Wer Johann Georg Elser nicht kennt, hat die Welt verpennt. Elser, Elser?... Elser, na klar, der Mann vom Münchner Hofbräuhaus! Der Hitler-Attentäter!! Eben. Irgend-etwas stimmt da nicht mit dem kollektiven Gedächtnis: Von dem knapp mißglückten Anschlag auf Hitler am 8. November 1939 wissen irgendwie alle – der Name dazu fällt kaum jemandem ein. Vielleicht hat das was mit der Münchner Bierschwemme zu tun. Aber wie dem auch sei: Im Gegensatz zur elitären Stauffenberg-Clique ist Johann Georg Elser einer von uns. Ein Volksheld. Der „unbekannte Widerständler“.

Das mit dem „unbekannt“soll sich noch in diesem Jahr ändern, hofft eine siebenköpfige Initiative, die mit einem Ausstellungs- und Kulturprogramm das „Andenken an die Person und Handlung“Elsers pflegen will. Im Mittelpunkt wird eine große Wanderausstellung stehen, die in München startet und am 12. November im Gustav-Heinemann-Haus, dem Bürgerhaus in Bremen-Nord, seine hiesige Wieder-Eröffnung erlebt. „Nicht zuletzt auf unsere Initiative hin“, so Bernd Krause, wurde die Ausstellung ins Rollen gebracht. Der Bremer Rentner, der wie seine MitstreiterInnen Annemarie Möller und Karl Wenzel beruflich aus der Jugendarbeit kommt, sorgte dafür, daß die Elsner-Ausstellung, die im vergangenen Jahr in der Berliner Gedenkstätte „Deutscher Widerstand“große Aufmerksamkeit erregte, nun durch Deutschland zieht. Er selber wird im Rahmen der Ausstellung als mutiger Dilettant in Sachen Komposition sein „Gedenkstück für Instrumentalisten und Sprecher“zur „Welturaufführung“bringen: „Der einsame Widerstand des Johann Georg Elser“.

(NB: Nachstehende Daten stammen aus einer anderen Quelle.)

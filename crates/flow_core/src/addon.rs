//! Add-ons: behavior fragments attached to a node.
//!
//! Add-ons share the lifecycle and pin namespace of the node they are attached
//! to. At design time a node carries [`AddOnTemplate`]s. When the node is
//! initialized every template is cloned into the node's [`AddOns`] arena,
//! where each instance records its owning node and parent.

use crate::capability::{ContextPinSupplier, DataPinValueSupplier};
use crate::exec::ExecCtx;
use crate::graph::NodeId;
use crate::node::{EntityKind, Node};
use dyn_clone::DynClone;
use serde::{Deserialize, Serialize};
use std::any::Any;
use std::fmt;

/// Index of an add-on within its node's [`AddOns`] arena.
pub type AddOnId = usize;

/// A behavior fragment attached to a node or to another add-on.
///
/// Lifecycle methods mirror those of [`Node`] and all default to doing nothing.
/// Input pins reach an add-on when it lists them among its context inputs, or
/// when it lists no inputs at all.
pub trait AddOn: Any + DynClone + DataPinValueSupplier + ContextPinSupplier {
    /// Only add-ons may be attached as add-ons.
    fn kind(&self) -> EntityKind {
        EntityKind::AddOn
    }

    /// The name of the implementing type, used in diagnostics.
    fn type_name(&self) -> &'static str {
        std::any::type_name::<Self>()
    }

    /// Whether this add-on agrees to be attached under `parent`.
    ///
    /// `others` lists add-ons to assume are already siblings.
    fn accept_add_on_parent(&self, _parent: Parent, _others: &[&dyn AddOn]) -> AcceptResult {
        AcceptResult::Undetermined
    }

    /// Whether this add-on agrees to parent `candidate`.
    fn accept_add_on_child(&self, _candidate: &dyn AddOn, _others: &[&dyn AddOn]) -> AcceptResult {
        AcceptResult::Undetermined
    }

    fn initialize_instance(&mut self, _ctx: &mut ExecCtx) {}
    fn deinitialize_instance(&mut self, _ctx: &mut ExecCtx) {}
    fn preload_content(&mut self, _ctx: &mut ExecCtx) {}
    fn flush_content(&mut self, _ctx: &mut ExecCtx) {}
    fn on_activate(&mut self, _ctx: &mut ExecCtx) {}
    fn cleanup(&mut self, _ctx: &mut ExecCtx) {}
    fn force_finish_node(&mut self, _ctx: &mut ExecCtx) {}
    fn execute_input(&mut self, _ctx: &mut ExecCtx, _pin: &str) {}
}

dyn_clone::clone_trait_object!(AddOn);

/// The outcome of an acceptance check.
#[derive(Copy, Clone, Debug, Default, Eq, Hash, PartialEq, Deserialize, Serialize)]
pub enum AcceptResult {
    #[default]
    Undetermined,
    Accept,
    Reject,
}

/// The prospective parent of an add-on.
#[derive(Copy, Clone)]
pub enum Parent<'a> {
    Node(&'a dyn Node),
    AddOn(&'a dyn AddOn),
}

/// Returned by the visitor of a `for_each` traversal.
#[derive(Copy, Clone, Debug, Eq, Hash, PartialEq)]
pub enum ForEachAddOn {
    Continue,
    Stop,
    StopWithError,
}

/// Whether a traversal descends into nested add-ons.
#[derive(Copy, Clone, Debug, Default, Eq, Hash, PartialEq)]
pub enum ChildRule {
    ImmediateChildrenOnly,
    #[default]
    AllChildren,
}

/// A design-time add-on along with its nested add-ons.
#[derive(Clone)]
pub struct AddOnTemplate {
    pub add_on: Box<dyn AddOn>,
    pub children: Vec<AddOnTemplate>,
}

/// The add-on instances of a node.
#[derive(Default)]
pub struct AddOns {
    slots: Vec<Slot>,
    roots: Vec<AddOnId>,
}

struct Slot {
    add_on: Option<Box<dyn AddOn>>,
    owner: NodeId,
    parent: Option<AddOnId>,
    children: Vec<AddOnId>,
}

impl AcceptResult {
    /// `Reject` wins over everything, `Accept` wins over `Undetermined`.
    pub fn combine(self, other: Self) -> Self {
        use AcceptResult::*;
        match (self, other) {
            (Reject, _) | (_, Reject) => Reject,
            (Accept, _) | (_, Accept) => Accept,
            _ => Undetermined,
        }
    }
}

impl<'a> Parent<'a> {
    fn accept_add_on_child(&self, candidate: &dyn AddOn, others: &[&dyn AddOn]) -> AcceptResult {
        match self {
            Parent::Node(node) => node.accept_add_on_child(candidate, others),
            Parent::AddOn(add_on) => add_on.accept_add_on_child(candidate, others),
        }
    }

    /// The type name of the parent.
    pub fn type_name(&self) -> &'static str {
        match self {
            Parent::Node(node) => node.type_name(),
            Parent::AddOn(add_on) => add_on.type_name(),
        }
    }
}

impl ForEachAddOn {
    pub fn should_continue(self) -> bool {
        self == ForEachAddOn::Continue
    }
}

impl AddOnTemplate {
    pub fn new(add_on: impl AddOn) -> Self {
        AddOnTemplate {
            add_on: Box::new(add_on),
            children: vec![],
        }
    }

    /// Builder for a nested add-on.
    pub fn with_child(mut self, child: AddOnTemplate) -> Self {
        self.children.push(child);
        self
    }
}

impl AddOns {
    /// Clone every template, depth-first, into a new arena.
    pub(crate) fn instantiate(owner: NodeId, templates: &[AddOnTemplate]) -> Self {
        let mut add_ons = AddOns::default();
        for template in templates {
            let id = add_ons.push(owner, None, template);
            add_ons.roots.push(id);
        }
        add_ons
    }

    fn push(&mut self, owner: NodeId, parent: Option<AddOnId>, template: &AddOnTemplate) -> AddOnId {
        let id = self.slots.len();
        self.slots.push(Slot {
            add_on: Some(dyn_clone::clone_box(&*template.add_on)),
            owner,
            parent,
            children: vec![],
        });
        for child in &template.children {
            let child_id = self.push(owner, Some(id), child);
            self.slots[id].children.push(child_id);
        }
        id
    }

    pub fn len(&self) -> usize {
        self.slots.len()
    }

    pub fn is_empty(&self) -> bool {
        self.slots.is_empty()
    }

    /// The add-on instance, unless it is detached for a lifecycle call.
    pub fn get(&self, id: AddOnId) -> Option<&dyn AddOn> {
        self.slots.get(id)?.add_on.as_deref()
    }

    /// Downcast an add-on to its concrete type.
    pub fn get_as<T: AddOn>(&self, id: AddOnId) -> Option<&T> {
        (self.get(id)? as &dyn Any).downcast_ref::<T>()
    }

    /// The node owning the add-on.
    pub fn owner(&self, id: AddOnId) -> Option<NodeId> {
        self.slots.get(id).map(|slot| slot.owner)
    }

    /// The add-on this add-on is nested in, if any.
    pub fn parent(&self, id: AddOnId) -> Option<AddOnId> {
        self.slots.get(id)?.parent
    }

    pub fn children(&self, id: AddOnId) -> &[AddOnId] {
        self.slots
            .get(id)
            .map(|slot| &slot.children[..])
            .unwrap_or(&[])
    }

    /// The add-ons attached directly to the node.
    pub fn roots(&self) -> &[AddOnId] {
        &self.roots
    }

    /// Parents before children, siblings in attachment order.
    pub fn pre_order(&self) -> Vec<AddOnId> {
        let mut order = Vec::with_capacity(self.slots.len());
        for &root in &self.roots {
            self.pre_order_from(root, &mut order);
        }
        order
    }

    /// Children before parents, siblings in attachment order.
    pub fn post_order(&self) -> Vec<AddOnId> {
        let mut order = Vec::with_capacity(self.slots.len());
        for &root in &self.roots {
            self.post_order_from(root, &mut order);
        }
        order
    }

    fn pre_order_from(&self, id: AddOnId, order: &mut Vec<AddOnId>) {
        order.push(id);
        for &child in self.children(id) {
            self.pre_order_from(child, order);
        }
    }

    fn post_order_from(&self, id: AddOnId, order: &mut Vec<AddOnId>) {
        for &child in self.children(id) {
            self.post_order_from(child, order);
        }
        order.push(id);
    }

    /// Visit the add-ons attached to the node.
    ///
    /// Visiting stops as soon as `f` returns anything other than `Continue`,
    /// and that value is returned.
    pub fn for_each<F>(&self, rule: ChildRule, mut f: F) -> ForEachAddOn
    where
        F: FnMut(AddOnId, &dyn AddOn) -> ForEachAddOn,
    {
        self.visit(&self.roots, rule, &mut |_| true, &mut f)
    }

    /// Visit only the add-ons of type `T`, still descending through add-ons of
    /// other types.
    pub fn for_each_of<T, F>(&self, rule: ChildRule, mut f: F) -> ForEachAddOn
    where
        T: AddOn,
        F: FnMut(AddOnId, &T) -> ForEachAddOn,
    {
        let mut is_t = |add_on: &dyn AddOn| (add_on as &dyn Any).is::<T>();
        self.visit(&self.roots, rule, &mut is_t, &mut |id, add_on| {
            match (add_on as &dyn Any).downcast_ref::<T>() {
                Some(t) => f(id, t),
                None => ForEachAddOn::Continue,
            }
        })
    }

    fn visit(
        &self,
        ids: &[AddOnId],
        rule: ChildRule,
        filter: &mut dyn FnMut(&dyn AddOn) -> bool,
        f: &mut dyn FnMut(AddOnId, &dyn AddOn) -> ForEachAddOn,
    ) -> ForEachAddOn {
        let mut result = ForEachAddOn::Continue;
        for &id in ids {
            let Some(add_on) = self.get(id) else {
                continue;
            };
            if filter(add_on) {
                result = f(id, add_on);
                if !result.should_continue() {
                    break;
                }
            }
            if rule == ChildRule::AllChildren {
                result = self.visit(self.children(id), rule, filter, f);
                if !result.should_continue() {
                    break;
                }
            }
        }
        result
    }

    pub(crate) fn take(&mut self, id: AddOnId) -> Option<Box<dyn AddOn>> {
        self.slots.get_mut(id)?.add_on.take()
    }

    pub(crate) fn restore(&mut self, id: AddOnId, add_on: Box<dyn AddOn>) {
        if let Some(slot) = self.slots.get_mut(id) {
            slot.add_on = Some(add_on);
        }
    }
}

/// Check whether `candidate` may be attached under `parent`.
///
/// The parent is asked first and a rejection ends the check. Otherwise the
/// candidate is asked, and the two answers are combined. Candidates of the
/// node kind are always rejected.
pub fn check_accept_add_on_child(
    parent: Parent,
    candidate: &dyn AddOn,
    others: &[&dyn AddOn],
) -> AcceptResult {
    let as_child = parent.accept_add_on_child(candidate, others);
    if as_child == AcceptResult::Reject {
        return AcceptResult::Reject;
    }

    let as_parent = candidate.accept_add_on_parent(parent, others);
    if candidate.kind() == EntityKind::Node {
        if as_parent != AcceptResult::Reject {
            log::error!(
                "{}::accept_add_on_parent must always reject for node types",
                candidate.type_name(),
            );
        }
        return AcceptResult::Reject;
    }

    as_child.combine(as_parent)
}

/// The context pins contributed by a tree of templates, in pre-order.
pub(crate) fn template_context_pins(
    templates: &[AddOnTemplate],
    inputs: &mut Vec<crate::pin::Pin>,
    outputs: &mut Vec<crate::pin::Pin>,
) {
    for template in templates {
        inputs.extend(template.add_on.context_inputs());
        outputs.extend(template.add_on.context_outputs());
        template_context_pins(&template.children, inputs, outputs);
    }
}

impl fmt::Debug for AddOnTemplate {
    fn fmt(&self, f: &mut fmt::Formatter) -> fmt::Result {
        f.debug_struct("AddOnTemplate")
            .field("add_on", &self.add_on.type_name())
            .field("children", &self.children)
            .finish()
    }
}

impl fmt::Debug for AddOns {
    fn fmt(&self, f: &mut fmt::Formatter) -> fmt::Result {
        let names: Vec<_> = (0..self.slots.len())
            .map(|id| self.get(id).map(|a| a.type_name()))
            .collect();
        f.debug_struct("AddOns")
            .field("add_ons", &names)
            .field("roots", &self.roots)
            .finish()
    }
}

#[cfg(test)]
mod tests {
    use super::*;

    #[test]
    fn combine_reject_is_absorbing() {
        use AcceptResult::*;
        assert_eq!(Reject.combine(Accept), Reject);
        assert_eq!(Accept.combine(Reject), Reject);
        assert_eq!(Undetermined.combine(Reject), Reject);
        assert_eq!(Accept.combine(Undetermined), Accept);
        assert_eq!(Undetermined.combine(Accept), Accept);
        assert_eq!(Undetermined.combine(Undetermined), Undetermined);
    }
}
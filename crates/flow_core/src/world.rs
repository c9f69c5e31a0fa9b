//! The actor/component world a graph instance runs in.
//!
//! The [`World`] trait is the boundary to whatever owns actors and their
//! components. [`SimpleWorld`] is a small in-memory implementation.

use crate::capability::{ContextPinSupplier, CoreExecutable, DataPinValueSupplier, ExternalExecutable};
use crate::value::{GameplayTag, GameplayTagContainer};
use dyn_clone::DynClone;
use serde::{Deserialize, Serialize};
use std::any::Any;
use std::collections::BTreeMap;
use std::fmt;

/// Identifies an actor within a world.
#[derive(Copy, Clone, Debug, Eq, Hash, PartialEq, Ord, PartialOrd, Deserialize, Serialize)]
pub struct ActorId(pub usize);

/// Identifies a component within a world.
#[derive(Copy, Clone, Debug, Eq, Hash, PartialEq, Ord, PartialOrd, Deserialize, Serialize)]
pub struct ComponentId(pub usize);

/// The class of a component, by name.
#[derive(Clone, Debug, Default, Eq, Hash, PartialEq, Ord, PartialOrd, Deserialize, Serialize)]
pub struct ComponentClass(pub String);

/// An object attached to an actor.
///
/// Components opt into the capabilities the proxy node drives by returning
/// `Some` from the matching accessor.
pub trait Component: Any + DynClone {
    /// The class this component is an instance of.
    fn class(&self) -> ComponentClass;

    fn as_core_executable(&mut self) -> Option<&mut dyn CoreExecutable> {
        None
    }

    fn as_external_executable(&mut self) -> Option<&mut dyn ExternalExecutable> {
        None
    }

    fn as_data_pin_supplier(&self) -> Option<&dyn DataPinValueSupplier> {
        None
    }

    fn as_context_pin_supplier(&self) -> Option<&dyn ContextPinSupplier> {
        None
    }
}

dyn_clone::clone_trait_object!(Component);

/// Resolves and instantiates components on actors.
pub trait World: Any {
    fn component(&self, id: ComponentId) -> Option<&dyn Component>;

    fn component_mut(&mut self, id: ComponentId) -> Option<&mut dyn Component>;

    /// The name the component is registered under on its actor.
    fn component_name(&self, id: ComponentId) -> Option<&str>;

    /// Find a component on `actor` by name.
    fn find_component_by_name(&self, actor: ActorId, name: &str) -> Option<ComponentId>;

    /// Find the first component on `actor` of the given class.
    fn find_component_by_class(&self, actor: ActorId, class: &ComponentClass)
    -> Option<ComponentId>;

    /// The default instance of a class, used to inspect a class before any
    /// instance exists.
    fn class_default(&self, class: &ComponentClass) -> Option<&dyn Component>;

    /// Attach a copy of `template` to `actor`.
    fn spawn_component_from_template(
        &mut self,
        actor: ActorId,
        template: &dyn Component,
    ) -> Option<ComponentId>;

    /// Attach a new instance of `class` to `actor`.
    fn spawn_component_from_class(
        &mut self,
        actor: ActorId,
        class: &ComponentClass,
    ) -> Option<ComponentId>;

    /// Detach and destroy a component. Returns `false` if it did not exist.
    fn remove_component(&mut self, id: ComponentId) -> bool;

    /// All actors carrying any of the given identity tags.
    fn actors_with_tags(&self, _tags: &GameplayTagContainer) -> Vec<ActorId> {
        vec![]
    }

    /// Deliver a notification raised by a graph to an actor.
    fn notify_actor(&mut self, _actor: ActorId, _tag: &GameplayTag) {}
}

/// An in-memory world of actors and components.
#[derive(Default)]
pub struct SimpleWorld {
    actors: Vec<Actor>,
    components: Vec<Option<ComponentSlot>>,
    classes: BTreeMap<ComponentClass, Box<dyn Component>>,
    spawned: usize,
}

struct Actor {
    name: String,
    tags: GameplayTagContainer,
    components: Vec<ComponentId>,
    notifications: Vec<GameplayTag>,
}

struct ComponentSlot {
    name: String,
    owner: ActorId,
    component: Box<dyn Component>,
}

impl ComponentClass {
    pub fn new(name: impl Into<String>) -> Self {
        ComponentClass(name.into())
    }

    pub fn name(&self) -> &str {
        &self.0
    }

    /// The class name without the generated-class `_C` suffix.
    pub fn display_name(&self) -> &str {
        self.0.strip_suffix("_C").unwrap_or(&self.0)
    }
}

impl SimpleWorld {
    pub fn new() -> Self {
        Self::default()
    }

    pub fn spawn_actor(&mut self, name: impl Into<String>) -> ActorId {
        self.spawn_actor_with_tags(name, GameplayTagContainer::new())
    }

    /// Spawn an actor carrying the given identity tags.
    pub fn spawn_actor_with_tags(
        &mut self,
        name: impl Into<String>,
        tags: GameplayTagContainer,
    ) -> ActorId {
        let id = ActorId(self.actors.len());
        self.actors.push(Actor {
            name: name.into(),
            tags,
            components: vec![],
            notifications: vec![],
        });
        id
    }

    pub fn actor_name(&self, actor: ActorId) -> Option<&str> {
        self.actors.get(actor.0).map(|a| &a.name[..])
    }

    /// Attach a component to an actor under the given name.
    pub fn add_component(
        &mut self,
        actor: ActorId,
        name: impl Into<String>,
        component: impl Component,
    ) -> Option<ComponentId> {
        self.insert(actor, name.into(), Box::new(component))
    }

    /// Register the default instance used to spawn components of its class.
    pub fn register_class(&mut self, class_default: impl Component) {
        self.classes
            .insert(class_default.class(), Box::new(class_default));
    }

    /// The components currently attached to `actor`.
    pub fn actor_components(&self, actor: ActorId) -> &[ComponentId] {
        self.actors
            .get(actor.0)
            .map(|a| &a.components[..])
            .unwrap_or(&[])
    }

    /// Downcast a component to its concrete type.
    pub fn component_as<C: Component>(&self, id: ComponentId) -> Option<&C> {
        let component = self.component(id)?;
        (component as &dyn Any).downcast_ref::<C>()
    }

    /// The number of components created by the `spawn_component_*` methods.
    pub fn spawned_count(&self) -> usize {
        self.spawned
    }

    /// Notifications delivered to `actor`, in order of arrival.
    pub fn notifications(&self, actor: ActorId) -> &[GameplayTag] {
        self.actors
            .get(actor.0)
            .map(|a| &a.notifications[..])
            .unwrap_or(&[])
    }

    fn insert(
        &mut self,
        actor: ActorId,
        name: String,
        component: Box<dyn Component>,
    ) -> Option<ComponentId> {
        let entry = self.actors.get_mut(actor.0)?;
        let id = ComponentId(self.components.len());
        entry.components.push(id);
        self.components.push(Some(ComponentSlot {
            name,
            owner: actor,
            component,
        }));
        Some(id)
    }

    fn slot(&self, id: ComponentId) -> Option<&ComponentSlot> {
        self.components.get(id.0).and_then(Option::as_ref)
    }

    fn unique_name(&self, actor: ActorId, base: &str) -> String {
        let mut n = 0;
        loop {
            let name = format!("{base}_{n}");
            if self.find_component_by_name(actor, &name).is_none() {
                return name;
            }
            n += 1;
        }
    }
}

impl World for SimpleWorld {
    fn component(&self, id: ComponentId) -> Option<&dyn Component> {
        self.slot(id).map(|slot| &*slot.component)
    }

    fn component_mut(&mut self, id: ComponentId) -> Option<&mut dyn Component> {
        let slot = self.components.get_mut(id.0)?.as_mut()?;
        Some(&mut *slot.component)
    }

    fn component_name(&self, id: ComponentId) -> Option<&str> {
        self.slot(id).map(|slot| &slot.name[..])
    }

    fn find_component_by_name(&self, actor: ActorId, name: &str) -> Option<ComponentId> {
        self.actor_components(actor)
            .iter()
            .copied()
            .find(|&id| self.slot(id).is_some_and(|slot| slot.name == name))
    }

    fn find_component_by_class(
        &self,
        actor: ActorId,
        class: &ComponentClass,
    ) -> Option<ComponentId> {
        self.actor_components(actor)
            .iter()
            .copied()
            .find(|&id| self.slot(id).is_some_and(|slot| slot.component.class() == *class))
    }

    fn class_default(&self, class: &ComponentClass) -> Option<&dyn Component> {
        self.classes.get(class).map(|c| &**c)
    }

    fn spawn_component_from_template(
        &mut self,
        actor: ActorId,
        template: &dyn Component,
    ) -> Option<ComponentId> {
        let class = template.class();
        let name = self.unique_name(actor, class.display_name());
        let id = self.insert(actor, name, dyn_clone::clone_box(template))?;
        self.spawned += 1;
        Some(id)
    }

    fn spawn_component_from_class(
        &mut self,
        actor: ActorId,
        class: &ComponentClass,
    ) -> Option<ComponentId> {
        let component = dyn_clone::clone_box(&**self.classes.get(class)?);
        let name = self.unique_name(actor, class.display_name());
        let id = self.insert(actor, name, component)?;
        self.spawned += 1;
        Some(id)
    }

    fn remove_component(&mut self, id: ComponentId) -> bool {
        let Some(slot) = self.components.get_mut(id.0).and_then(Option::take) else {
            return false;
        };
        if let Some(actor) = self.actors.get_mut(slot.owner.0) {
            actor.components.retain(|&c| c != id);
        }
        true
    }

    fn actors_with_tags(&self, tags: &GameplayTagContainer) -> Vec<ActorId> {
        self.actors
            .iter()
            .enumerate()
            .filter(|(_, actor)| actor.tags.has_any(tags))
            .map(|(ix, _)| ActorId(ix))
            .collect()
    }

    fn notify_actor(&mut self, actor: ActorId, tag: &GameplayTag) {
        if let Some(actor) = self.actors.get_mut(actor.0) {
            actor.notifications.push(tag.clone());
        }
    }
}

impl fmt::Debug for SimpleWorld {
    fn fmt(&self, f: &mut fmt::Formatter) -> fmt::Result {
        f.debug_struct("SimpleWorld")
            .field("actors", &self.actors.len())
            .field("components", &self.components.iter().flatten().count())
            .field("classes", &self.classes.keys().collect::<Vec<_>>())
            .finish()
    }
}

Mit diesem Titel greift Krause einmal mehr den Topos von Elser als dem großen Einzelkämpfer im antifaschistischen Widerstand auf. „Einer aus Deutschland“titelte 1989 Klaus Maria Brandauers Film „Georg Elser“über den Widerstandskämpfer; „Der einsame Attentäter“heißt Helmut Ortners Monografie des Anschlags, die 1993 erschien. Historisch macht das Sinn. Auch nach heutigem Kenntnisstand scheint Elser niemandem von seinen Attentats-Plänen erzählt zu haben. Nicht während der einjährigen Vorbereitungsphase, nicht in den letzten 35 Tagen, da er sich Nacht für Nacht im Hofbräuhaus einschließen ließ, um in der Säule neben der Rednertribüne die Sprengladung anzubringen. Hier sollte Hitler am 8. November während seiner Rede für die Putsch-Kameraden von 1923 hochgehen. Der aber machte es wegen der Kriegsvorbereitung kürzer als üblich; die Bombe ging 13 Minuten zu spät hoch, holte die halbe Decke der Kneipe runter und tötete statt des Diktators acht andere Menschen.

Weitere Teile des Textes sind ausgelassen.